As Muller explains in the foreword, while the global media industry has changed enormously in five years, the challenges facing the media industry have not. In fact, he quotes former AMASA chairman Frank Muller speaking at an AMASA conference in 1977 as saying: “I think we are going to have to do something urgent about training young people to become media planners… I’d like to see media planners trained, not just as figure boffins, but trained to understand that they are part of marketing.”
Muller goes on to say: “If we are to continue as a viable industry on the global stage, we need not only match the very best that the world has to offer, but to demonstrate that when it comes to investing in advertising funds in South Africa and Africa, there is no viable substitute for consulting professional media planners and strategists here in Mzansi (South Africa).”

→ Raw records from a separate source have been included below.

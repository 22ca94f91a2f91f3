//! Shared fixtures for the cross-crate integration tests.

#![allow(dead_code)]

use std::sync::Arc;
use std::time::Duration;

use chainroute_core::{ChainProfile, PaymentRequest, PrivacyLevel};
use chainroute_routing::{ChainRegistry, RateTable};
use chainroute_settlement::adapters::{MemoryDurability, MockExecutor, MockMixer};
use chainroute_settlement::RoutingEngine;

/// An engine wired to mock backends, with handles kept for assertions.
pub struct TestNode {
    pub engine: Arc<RoutingEngine>,
    pub mixer: Arc<MockMixer>,
    pub executor: Arc<MockExecutor>,
    pub durability: Arc<MemoryDurability>,
}

impl TestNode {
    /// Default chains and rates, instant backends.
    pub fn new() -> Self {
        Self::with_backends(MockMixer::new(), MockExecutor::new(), None)
    }

    /// Default chains and rates with the given backends. `registry` replaces
    /// the default chain set when given.
    pub fn with_backends(
        mixer: MockMixer,
        executor: MockExecutor,
        registry: Option<ChainRegistry>,
    ) -> Self {
        let mixer = Arc::new(mixer);
        let executor = Arc::new(executor);
        let durability = Arc::new(MemoryDurability::new());
        let mut builder = RoutingEngine::builder(mixer.clone(), executor.clone())
            .rates(Arc::new(RateTable::with_defaults()))
            .durability(durability.clone());
        if let Some(registry) = registry {
            builder = builder.registry(Arc::new(registry));
        }
        Self {
            engine: Arc::new(builder.build()),
            mixer,
            executor,
            durability,
        }
    }

    /// An executor that takes `latency` per submission.
    pub fn slow(latency: Duration) -> Self {
        Self::with_backends(
            MockMixer::new(),
            MockExecutor::new().with_latency(latency),
            None,
        )
    }
}

impl Default for TestNode {
    fn default() -> Self {
        Self::new()
    }
}

/// A plain USD payment with default preferences.
pub fn usd(amount: f64) -> PaymentRequest {
    PaymentRequest::new("alice", "bob", amount, "USD")
}

/// A chain priced directly in USD so only its capability profile matters.
pub fn usd_chain(id: &str, confirmation_time_ms: u64, privacy: PrivacyLevel) -> ChainProfile {
    ChainProfile::new(id, id, 0.01, 1_000.0, 0.01, confirmation_time_ms, privacy).with_asset("USD")
}
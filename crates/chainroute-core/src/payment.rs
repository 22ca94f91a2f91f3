use chrono::{DateTime, Utc};
use serde::{Deserialize, Serialize};
use std::fmt;
use uuid::Uuid;

use crate::error::CoreError;
use crate::state_machine::{PaymentEvent, PaymentStateMachine, PaymentStatus};
use crate::types::{ChainId, PaymentRequest};

/// Globally unique payment identifier, doubling as the idempotency key for
/// execution.
#[derive(Debug, Clone, Copy, PartialEq, Eq, Hash, PartialOrd, Ord, Serialize, Deserialize)]
#[serde(transparent)]
pub struct PaymentId(pub Uuid);

impl PaymentId {
    /// Create a new identifier from the OS random source (UUID v4).
    pub fn new() -> Self {
        Self(Uuid::new_v4())
    }

    pub fn from_uuid(uuid: Uuid) -> Self {
        Self(uuid)
    }

    /// Parse the hyphenated string form.
    pub fn parse(s: &str) -> Result<Self, CoreError> {
        Uuid::parse_str(s)
            .map(Self)
            .map_err(|e| CoreError::Validation(format!("invalid payment id {s:?}: {e}")))
    }

    pub fn as_uuid(&self) -> &Uuid {
        &self.0
    }
}

impl Default for PaymentId {
    fn default() -> Self {
        Self::new()
    }
}

impl fmt::Display for PaymentId {
    fn fmt(&self, f: &mut fmt::Formatter<'_>) -> fmt::Result {
        write!(f, "{}", self.0)
    }
}

/// Per-criterion scores for one candidate chain.
#[derive(Debug, Clone, Copy, Default, PartialEq, Serialize, Deserialize)]
pub struct ScoreBreakdown {
    /// 0..=30
    pub amount_fit: f64,
    /// 0..=25
    pub privacy_match: f64,
    /// 0..=20
    pub speed_match: f64,
    /// 0..=25
    pub cost_efficiency: f64,
}

impl ScoreBreakdown {
    pub const MAX_AMOUNT_FIT: f64 = 30.0;
    pub const MAX_PRIVACY_MATCH: f64 = 25.0;
    pub const MAX_SPEED_MATCH: f64 = 20.0;
    pub const MAX_COST_EFFICIENCY: f64 = 25.0;

    /// Sum of all components, in `0..=100`.
    pub fn total(&self) -> f64 {
        self.amount_fit + self.privacy_match + self.speed_match + self.cost_efficiency
    }
}

/// Fee estimate for settling on one chain.
#[derive(Debug, Clone, Copy, PartialEq, Serialize, Deserialize)]
pub struct FeeEstimate {
    /// Fee in the chain's native units.
    pub native: f64,
    /// Fee in USD.
    pub usd: f64,
    /// Fee expressed in the request currency.
    pub request_currency: f64,
    /// Congestion multiplier applied to the chain's average fee.
    pub congestion_multiplier: f64,
}

/// A ranked runner-up chain attached to a plan.
#[derive(Debug, Clone, PartialEq, Serialize, Deserialize)]
pub struct RouteAlternative {
    pub chain: ChainId,
    pub chain_amount: f64,
    pub fee: FeeEstimate,
    pub score: ScoreBreakdown,
    pub total_score: f64,
}

/// Settlement evidence returned by a chain executor.
#[derive(Debug, Clone, PartialEq, Serialize, Deserialize)]
pub struct ExecutionResult {
    pub tx_hash: String,
    pub confirmations: u32,
    /// Fee actually charged, in native units.
    pub fee_charged: f64,
    pub timestamp: DateTime<Utc>,
}

/// Why a plan ended in `Failed`.
#[derive(Debug, Clone, PartialEq, Eq, Serialize, Deserialize)]
#[serde(tag = "kind", content = "detail", rename_all = "snake_case")]
pub enum FailureReason {
    Mixing(String),
    Execution(String),
    Timeout { after_ms: u64 },
    Cancelled,
}

impl fmt::Display for FailureReason {
    fn fmt(&self, f: &mut fmt::Formatter<'_>) -> fmt::Result {
        match self {
            Self::Mixing(msg) => write!(f, "mixing failed: {}", msg),
            Self::Execution(msg) => write!(f, "execution failed: {}", msg),
            Self::Timeout { after_ms } => write!(f, "execution timed out after {} ms", after_ms),
            Self::Cancelled => write!(f, "cancelled before execution"),
        }
    }
}

/// A routed payment and everything learned about it during execution.
#[derive(Debug, Clone, PartialEq, Serialize, Deserialize)]
pub struct PaymentPlan {
    pub payment_id: PaymentId,
    pub request: PaymentRequest,
    /// The chosen chain.
    pub chain: ChainId,
    /// Request amount converted into the chosen chain's native units.
    pub chain_amount: f64,
    pub fee: FeeEstimate,
    pub score: ScoreBreakdown,
    pub total_score: f64,
    pub needs_mixing: bool,
    /// Up to two ranked runner-ups.
    pub alternatives: Vec<RouteAlternative>,
    pub status: PaymentStatus,
    pub created_at: DateTime<Utc>,
    pub estimated_confirmation_at: DateTime<Utc>,
    pub confirmed_at: Option<DateTime<Utc>>,
    pub mix_id: Option<String>,
    pub tx_hash: Option<String>,
    pub execution: Option<ExecutionResult>,
    pub failure: Option<FailureReason>,
}

impl PaymentPlan {
    /// Apply a lifecycle event, updating `status` on success.
    pub fn apply(&mut self, event: PaymentEvent) -> Result<PaymentStatus, CoreError> {
        let next = PaymentStateMachine::transition(self.status, event)?;
        self.status = next;
        Ok(next)
    }

    /// Record a successful settlement and move to `Confirmed`.
    pub fn confirm(&mut self, result: ExecutionResult) -> Result<(), CoreError> {
        self.apply(PaymentEvent::Confirmed)?;
        self.tx_hash = Some(result.tx_hash.clone());
        self.confirmed_at = Some(Utc::now());
        self.execution = Some(result);
        Ok(())
    }

    /// Record a failure and move to `Failed`.
    pub fn fail(&mut self, reason: FailureReason) -> Result<(), CoreError> {
        self.apply(PaymentEvent::Failed)?;
        self.failure = Some(reason);
        Ok(())
    }

    /// Milliseconds between creation and confirmation, once confirmed.
    pub fn confirmation_duration_ms(&self) -> Option<i64> {
        self.confirmed_at
            .map(|at| at.signed_duration_since(self.created_at).num_milliseconds())
    }

    /// Whether the plan settles on (or is currently headed to) `chain`.
    pub fn uses_chain(&self, chain: &ChainId) -> bool {
        &self.chain == chain
    }
}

He is also right in saying that a great textbook is just one part of the massive commitment needed to source and train media talent from all walks of society, commerce and academia as a part of an integrated marketing and communications industry initiative.
As Meyjes says, in Europe and the US, youngsters are “banging down the doors of media agencies” to take up positions. This is not like this here. “There they market this industry well as a career and it works,” she says. “People clamber for jobs in this industry because it is considered such a great career. We need to do the same.”